L'hybridité du genre est gênante dans la lecture. On a pris soin de marquer "roman" sur la couverture. La fictionnalisation de la vie de Nadia est multiple. Comment accéder à la vérité sur sa vie ? Nadia devient vite un symbole du gouvernement de Ceausescu, qui mythifie le personnage. Des zones d'ombres subsistent. A ces incertidudes s'ajoute le choix narratif fait par l'auteur :  Lola Lafon feint d'avoir des communications avec Nadia pour écrire le roman. Des passages en italiques rendent compte de leur dialogue inventé et d'autres passages sont le récit écrit par l'auteur. A chaque instant, on s'interroge sur le degré de véracité des propos.

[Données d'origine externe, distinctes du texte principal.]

//! Table rendering for the catalog and the cart.

use carrito_core::{CartSnapshot, Catalog};

/// Prints the catalog with 1-based positions.
pub fn print_catalog(catalog: &Catalog) {
    println!("\n=== Product catalog ===");
    println!(
        "{:>3} | {:<18} | {:<10} | {:>10}",
        "#", "Product", "Category", "Price"
    );
    println!("{}", "-".repeat(51));
    for (i, product) in catalog.products().iter().enumerate() {
        println!(
            "{:>3} | {:<18} | {:<10} | {:>10.2}",
            i + 1,
            product.name,
            product.category,
            product.base_price
        );
    }
}

/// Prints the cart: one row per line plus the grand total.
pub fn print_cart(snapshot: &CartSnapshot) {
    println!("\n=== Shopping cart ===");
    if snapshot.lines.is_empty() {
        println!("(empty)");
        return;
    }

    println!(
        "{:>3} | {:<18} | {:<10} | {:>10} | {:>10} | {:>4} | {:>10}",
        "#", "Product", "Category", "Base", "Unit", "Qty", "Total"
    );
    println!("{}", "-".repeat(84));
    for line in &snapshot.lines {
        println!(
            "{:>3} | {:<18} | {:<10} | {:>10.2} | {:>10.2} | {:>4} | {:>10.2}",
            line.position,
            line.name,
            line.category,
            line.base_price,
            line.unit_price,
            line.quantity,
            line.line_total
        );
    }
    println!("{}", "-".repeat(84));
    println!("Cart subtotal: {:.2}", snapshot.total);
}
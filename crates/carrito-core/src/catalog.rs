//! # Catalog Module
//!
//! Catalog entries and the ordered product catalog.
//!
//! Products are immutable once created and shared by reference
//! (`Arc<Product>`) across every cart line that mentions them. The catalog
//! is built once at startup, either from code or from a JSON array.

use std::sync::Arc;

use serde::{Deserialize, Serialize};

use crate::error::CoreResult;
use crate::validation::{validate_base_price, validate_category, validate_name};

// =============================================================================
// Product
// =============================================================================

/// A catalog entry: name, category and base price.
///
/// Immutable after creation. The base price is the undiscounted unit price;
/// discounts never touch it, they wrap it (see [`crate::discount::ItemPrice`]).
///
/// ## Example
/// ```rust
/// use carrito_core::Product;
///
/// let polera = Product::new("Polera básica", "BASICO", 14990.0).unwrap();
/// assert_eq!(polera.category, "BASICO");
///
/// // Blank names are rejected
/// assert!(Product::new("  ", "BASICO", 14990.0).is_err());
/// ```
#[derive(Debug, Clone, PartialEq, Serialize, Deserialize)]
pub struct Product {
    /// Display name, also the key cart lines merge on (normalized).
    pub name: String,

    /// Category, matched case-insensitively by category discounts.
    pub category: String,

    /// Undiscounted unit price. Finite, never negative.
    pub base_price: f64,
}

impl Product {
    /// Creates a validated product.
    ///
    /// ## Rules
    /// - `name` and `category` must not be blank
    /// - `base_price` must be finite and `>= 0`
    pub fn new(
        name: impl Into<String>,
        category: impl Into<String>,
        base_price: f64,
    ) -> CoreResult<Self> {
        let name = name.into();
        let category = category.into();

        validate_name(&name)?;
        validate_category(&category)?;
        validate_base_price(base_price)?;

        Ok(Product {
            name,
            category,
            base_price,
        })
    }
}

// =============================================================================
// Catalog
// =============================================================================

/// An ordered list of products, constructed once at startup.
///
/// Positions are 1-based to match how the menu layer displays them.
#[derive(Debug, Clone, Default)]
pub struct Catalog {
    products: Vec<Arc<Product>>,
}

impl Catalog {
    /// Builds a catalog, re-validating every entry.
    ///
    /// Validation is repeated here so that catalogs assembled from struct
    /// literals or deserialized data meet the same preconditions as
    /// [`Product::new`].
    pub fn new(products: Vec<Product>) -> CoreResult<Self> {
        for product in &products {
            validate_name(&product.name)?;
            validate_category(&product.category)?;
            validate_base_price(product.base_price)?;
        }

        Ok(Catalog {
            products: products.into_iter().map(Arc::new).collect(),
        })
    }

    /// Parses a catalog from a JSON array of products.
    ///
    /// ## Example
    /// ```rust
    /// use carrito_core::Catalog;
    ///
    /// let catalog = Catalog::from_json(
    ///     r#"[{"name": "Polera básica", "category": "BASICO", "base_price": 14990.0}]"#,
    /// )
    /// .unwrap();
    /// assert_eq!(catalog.len(), 1);
    /// ```
    pub fn from_json(json: &str) -> CoreResult<Self> {
        let products: Vec<Product> = serde_json::from_str(json)?;
        Catalog::new(products)
    }

    /// Returns the product at a 1-based position, if any.
    pub fn get(&self, position: usize) -> Option<&Arc<Product>> {
        if position == 0 {
            return None;
        }
        self.products.get(position - 1)
    }

    /// All products in catalog order.
    pub fn products(&self) -> &[Arc<Product>] {
        &self.products
    }

    /// Number of catalog entries.
    pub fn len(&self) -> usize {
        self.products.len()
    }

    /// Checks if the catalog has no entries.
    pub fn is_empty(&self) -> bool {
        self.products.is_empty()
    }
}

// =============================================================================
// Unit Tests
// =============================================================================
//! Memory-mapped embedding storage
//!
//! Read-only, zero-copy access to the catalog embedding matrix stored in a
//! .semb file, using the OS page cache. The store is the single source of
//! truth for item order: item `i` is row `i`.
//!
//! # Safety
//!
//! Byte-to-float conversion goes through `bytemuck::cast_slice` with alignment
//! checks, avoiding unaligned-access crashes on ARM.

use std::fs::File;
use std::path::Path;

use memmap2::Mmap;
use thiserror::Error;

use crate::format::{EmbHeader, FormatError, HEADER_SIZE};

#[derive(Error, Debug)]
pub enum StoreError {
    #[error("Format error: {0}")]
    Format(#[from] FormatError),

    #[error("IO error: {0}")]
    Io(#[from] std::io::Error),

    #[error("Item index out of bounds: {index} >= {count}")]
    IndexOutOfBounds { index: usize, count: usize },

    #[error("Alignment error: byte slice not aligned to f32 (4 bytes)")]
    AlignmentError,
}

/// Memory-mapped embedding store providing zero-copy access to .semb files
pub struct EmbeddingStore {
    mmap: Mmap,
    /// Number of items in the catalog
    pub count: usize,
    /// Dimensionality of each embedding
    pub dim: usize,
}

impl EmbeddingStore {
    /// Open a .semb file for reading
    ///
    /// Memory mapping is inherently unsafe: if the file is truncated while
    /// mapped, reads may SIGBUS. The file must not be modified while the
    /// store is open.
    pub fn open<P: AsRef<Path>>(path: P) -> Result<Self, StoreError> {
        let file = File::open(path)?;
        let mmap = unsafe { Mmap::map(&file)? };

        let header = EmbHeader::from_bytes(&mmap)?;

        let expected_size = header.file_size();
        if mmap.len() < expected_size {
            return Err(StoreError::Io(std::io::Error::new(
                std::io::ErrorKind::UnexpectedEof,
                format!(
                    "File truncated: expected {} bytes, got {}",
                    expected_size,
                    mmap.len()
                ),
            )));
        }

        Ok(Self {
            mmap,
            count: header.count as usize,
            dim: header.dim as usize,
        })
    }

    /// Get an embedding by item index with zero-copy access
    ///
    /// # Panics
    ///
    /// Panics if the index is out of bounds. Use `try_get` for a
    /// non-panicking version.
    #[inline]
    pub fn get(&self, index: usize) -> &[f32] {
        self.try_get(index).expect("Embedding access failed")
    }

    /// Try to get an embedding by item index
    pub fn try_get(&self, index: usize) -> Result<&[f32], StoreError> {
        if index >= self.count {
            return Err(StoreError::IndexOutOfBounds {
                index,
                count: self.count,
            });
        }

        let start = HEADER_SIZE + (index * self.dim * std::mem::size_of::<f32>());
        let end = start + (self.dim * std::mem::size_of::<f32>());
        let bytes = &self.mmap[start..end];

        bytemuck::try_cast_slice(bytes).map_err(|_| StoreError::AlignmentError)
    }

    /// Total memory footprint of the mapped file
    pub fn memory_bytes(&self) -> usize {
        self.mmap.len()
    }

    /// Iterator over all embeddings in item order
    pub fn iter(&self) -> EmbeddingIter<'_> {
        EmbeddingIter {
            store: self,
            index: 0,
        }
    }

    /// Copy the rows named by `items` into one flattened row-major buffer.
    ///
    /// Used to assemble collision-group batches for re-encoding.
    pub fn gather(&self, items: &[usize]) -> Vec<f32> {
        let mut out = Vec::with_capacity(items.len() * self.dim);
        for &item in items {
            out.extend_from_slice(self.get(item));
        }
        out
    }
}

/// Iterator over embeddings in the store
pub struct EmbeddingIter<'a> {
    store: &'a EmbeddingStore,
    index: usize,
}

impl<'a> Iterator for EmbeddingIter<'a> {
    type Item = &'a [f32];

    fn next(&mut self) -> Option<Self::Item> {
        if self.index >= self.store.count {
            return None;
        }
        let row = self.store.get(self.index);
        self.index += 1;
        Some(row)
    }

    fn size_hint(&self) -> (usize, Option<usize>) {
        let remaining = self.store.count - self.index;
        (remaining, Some(remaining))
    }
}

impl<'a> ExactSizeIterator for EmbeddingIter<'a> {}
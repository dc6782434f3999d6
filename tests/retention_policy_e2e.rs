//! Retention policy end-to-end: real checkpoint files flowing through the
//! bounded pool, verified against the dual-container reconciliation rule.

use std::path::PathBuf;

use semid_core::checkpoint::Checkpoint;
use semid_core::retention::{BestSlots, RetentionPool};
use semid_core::rvq::{ResidualQuantizer, RvqConfig};
use tempfile::TempDir;

fn write_checkpoint(dir: &TempDir, name: &str, epoch: u32, collision_rate: f32) -> PathBuf {
    let rvq = ResidualQuantizer::new(RvqConfig::uniform(4, 2, 4), epoch as u64);
    let ckpt = Checkpoint::from_quantizer(&rvq, epoch, 1.0, collision_rate, None);
    let path = dir.path().join(name);
    ckpt.save(&path).unwrap();
    path
}

#[test]
fn test_blended_retention_at_capacity_three() {
    // Five observations, capacity 3, metrics in submission order.
    let dir = TempDir::new().unwrap();
    let metrics = [0.40f32, 0.35, 0.50, 0.20, 0.30];
    let mut pool = RetentionPool::new(3);

    let paths: Vec<PathBuf> = metrics
        .iter()
        .enumerate()
        .map(|(i, &rate)| write_checkpoint(&dir, &format!("epoch_{i}_model.ckpt"), i as u32, rate))
        .collect();

    let mut deleted = Vec::new();
    for (path, &metric) in paths.iter().zip(&metrics) {
        deleted.extend(pool.observe(metric, path.clone()).unwrap());
        // The bounded containers never exceed capacity.
        assert!(pool.heap_len() <= 3);
        assert!(pool.queue_len() <= 3);
    }

    // The best-set converges on the three lowest metrics.
    assert_eq!(pool.heap_metrics(), vec![0.20, 0.30, 0.35]);

    // 0.40 is the only checkpoint orphaned by both containers. 0.50 is
    // higher-metric but recent, so the recency rule forces its retention.
    assert_eq!(deleted, vec![paths[0].clone()]);
    assert!(!paths[0].exists());
    for path in &paths[1..] {
        assert!(path.exists(), "{path:?} must survive");
    }

    // Every surviving file is still a loadable checkpoint.
    for path in &paths[1..] {
        Checkpoint::load(path).unwrap();
    }
}

#[test]
fn test_monotonically_improving_stream() {
    // Strictly improving metrics: the FIFO and the heap agree at every step,
    // so exactly one file is deleted per observation past capacity.
    let dir = TempDir::new().unwrap();
    let mut pool = RetentionPool::new(2);

    let paths: Vec<PathBuf> = (0..5)
        .map(|i| write_checkpoint(&dir, &format!("run_{i}.ckpt"), i, 0.5 - i as f32 * 0.1))
        .collect();

    for (i, path) in paths.iter().enumerate() {
        pool.observe(0.5 - i as f32 * 0.1, path.clone()).unwrap();
    }

    assert!(!paths[0].exists());
    assert!(!paths[1].exists());
    assert!(!paths[2].exists());
    assert!(paths[3].exists());
    assert!(paths[4].exists());
}

#[test]
fn test_best_slots_reflect_true_minima_over_stream() {
    let dir = TempDir::new().unwrap();
    let mut slots = BestSlots::new(dir.path());

    let losses = [3.0f32, 2.5, 2.7, 2.1, 2.1, 2.4];
    let rates = [0.9f32, 0.7, 0.8, 0.3, 0.3, 0.5];

    let mut loss_writes = 0;
    let mut rate_writes = 0;
    for (&loss, &rate) in losses.iter().zip(&rates) {
        if slots.loss_improved(loss).is_some() {
            loss_writes += 1;
        }
        if slots.collision_improved(rate).is_some() {
            rate_writes += 1;
        }
    }

    // Slots only ever move to strict improvements.
    assert_eq!(slots.best_loss, 2.1);
    assert_eq!(slots.best_collision_rate, 0.3);
    assert_eq!(loss_writes, 3);
    assert_eq!(rate_writes, 3);
}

 Outre la forme hybride, les phrases elle-mêmes sont parfois confuses. Elles sont longues et n'en précises pas toujours l'énonciateur, comme dans le passage suivant :  "Toutes ces tâches. Ingérées sagement, leurs incessantes exigences à satisfaire se dévident de son être traversé de pellicules et de flashs, une radioactivité mondiale. Ca tourne, chérie. L'ordre du mérite de la nation de l'héroïsme, tout s'effrite, yes sir, j'ai l'image de Comaneci qui pleure, son corps est un champ de batailles acharnés qu'ils mènent et disputent, tous, celui dont l'ombre est au-dessus de Béla, ce plus-que-Béla de la république socialiste de Roumanie qui n'est finalement qu'un autre Béla, tous ces managers, tous, ils reprennent ses gestes un à un, la positionnent de façon qu'elle soit plus efficace, souple, facile d'accès." ( p. 198). Tout paraît confus, sentiment renforcé par l'utilisation de courts chapitres qui passe d'un lieu à un autre...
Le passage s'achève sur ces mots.